The vision has disappeared with the sounds which called it forth, and the musician feels sorrowfully that it cannot be recalled: for the effect was incommensurate with the cause; they had nothing in common with each other. We can trace the processes of painting and verse; we can explain their results. Art, however triumphant, is subject to natural laws. But that which frames out of three notes of music "not a fourth sound, but a star" is the Will, which is above law.
And, therefore, so Abt Vogler consoles himself, the music persists, though it has passed from the sense of him who called it forth: for it is an echo of the eternal life; a pledge of the reality of every imagined good—of the continuance of whatever good has existed. Human passion and aspiration are music sent up to Heaven, to be continued and completed there. The secret of the scheme of creation is in the musician's hands.
Having recognized this, Abt Vogler can subside, proudly and patiently, on the common chord—the commonplace realities, of life.

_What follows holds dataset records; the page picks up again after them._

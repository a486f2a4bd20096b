//! Plain-text dump of a scene, one line per painted element

use std::fmt::Write;

use super::{Scene, SceneCell, TextRun};
use crate::overlay::{LayerSource, OverlayLayer};

impl Scene {
    /// Indented tree of everything the scene paints
    pub fn describe(&self) -> String {
        let mut out = String::new();
        let _ = writeln!(out, "scene {}x{}", self.width, self.height);
        if let Some(frame) = &self.outer_frame {
            let _ = writeln!(out, "  frame {}px {}", frame.width, frame.color);
        }
        for cell in &self.cells {
            describe_cell(&mut out, cell);
        }
        if let Some(logo) = &self.logo {
            let _ = writeln!(
                out,
                "  logo {} {} at {:.1},{:.1} size {:.1}",
                logo.src,
                logo.position.as_str(),
                logo.bounds.x,
                logo.bounds.y,
                logo.bounds.width
            );
        }
        out
    }
}

fn describe_cell(out: &mut String, cell: &SceneCell) {
    let b = &cell.bounds;
    let _ = writeln!(
        out,
        "  cell {} [{}.{}] {:.1},{:.1} {:.1}x{:.1} padding {:.1}",
        cell.index(),
        cell.cell.section_index,
        cell.cell.sub_index,
        b.x,
        b.y,
        b.width,
        b.height,
        cell.padding
    );
    let _ = writeln!(out, "    background {}", cell.background);
    if let Some(image) = &cell.image {
        let _ = writeln!(
            out,
            "    image {} ({}) {} at {}%,{}% filter {}",
            image.id,
            image.src,
            image.fit.as_str(),
            image.position.x,
            image.position.y,
            image.filters
        );
    }
    for layer in &cell.overlays {
        describe_overlay(out, layer);
    }
    for run in cell.text_runs() {
        describe_run(out, run);
    }
    if let Some(frame) = &cell.frame {
        let _ = writeln!(out, "    frame {}px {}", frame.width, frame.color);
    }
}

fn describe_overlay(out: &mut String, layer: &OverlayLayer) {
    let source = match layer.source {
        LayerSource::Image => "image",
        LayerSource::Cell => "cell",
    };
    let paint = layer
        .effect
        .paint()
        .unwrap_or_else(|| format!("opacity {:.2}", layer.effect.opacity()));
    let _ = writeln!(out, "    overlay {} {} {}", source, layer.kind.id(), paint);
}

fn describe_run(out: &mut String, run: &TextRun) {
    let mut style = format!("{} {:.1}px {}", run.font_family, run.font_size, run.color);
    if run.bold {
        style.push_str(" bold");
    }
    if run.italic {
        style.push_str(" italic");
    }
    let placement = if run.shadow.is_some() {
        "on-image"
    } else {
        "background"
    };
    let _ = writeln!(
        out,
        "    text {} {} {:?} {} {}/{} y {:.1} h {:.1}",
        run.kind,
        placement,
        run.content,
        style,
        run.align.as_str(),
        run.vertical_align.as_str(),
        run.bounds.y,
        run.bounds.height
    );
}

"PICTOR IGNOTUS" (Florence, 15—), is the answer of an unknown painter to the praise which he hears lavished on another man. He admits its justice, but declares that he too could have deserved it; and his words have all the bitterness of a suppressed longing which an unexpected touch has set free. He, too, has dreamed of fame; and felt no limits to his power of attaining it. But he saw, by some flash of intuition, that it must be bought by the dishonour of his works; that, in order to bring him fame, they must descend into the market, they must pass from hand to hand; they must endure the shallowness of their purchasers' comments, share in the pettiness of their lives. He has remained obscure, that his creations might be guarded against this sacrilege. "He paints Madonnas and saints in the twilight stillness of the cloister and the aisle; and if his heart saddens at the endless repetition of the one heavenward gaze, at least no merchant traffics in what he loves. There, where his pictures have been born, mouldering in the dampness of the wall, blackening in the smoke of the altar, amidst a silence broken only by prayer, they may 'gently' and 'surely' die." He asks himself, as he again subsides into mournful resignation, whether the applause of men may not be neutralized at its best by the ignoble circumstances which it entails.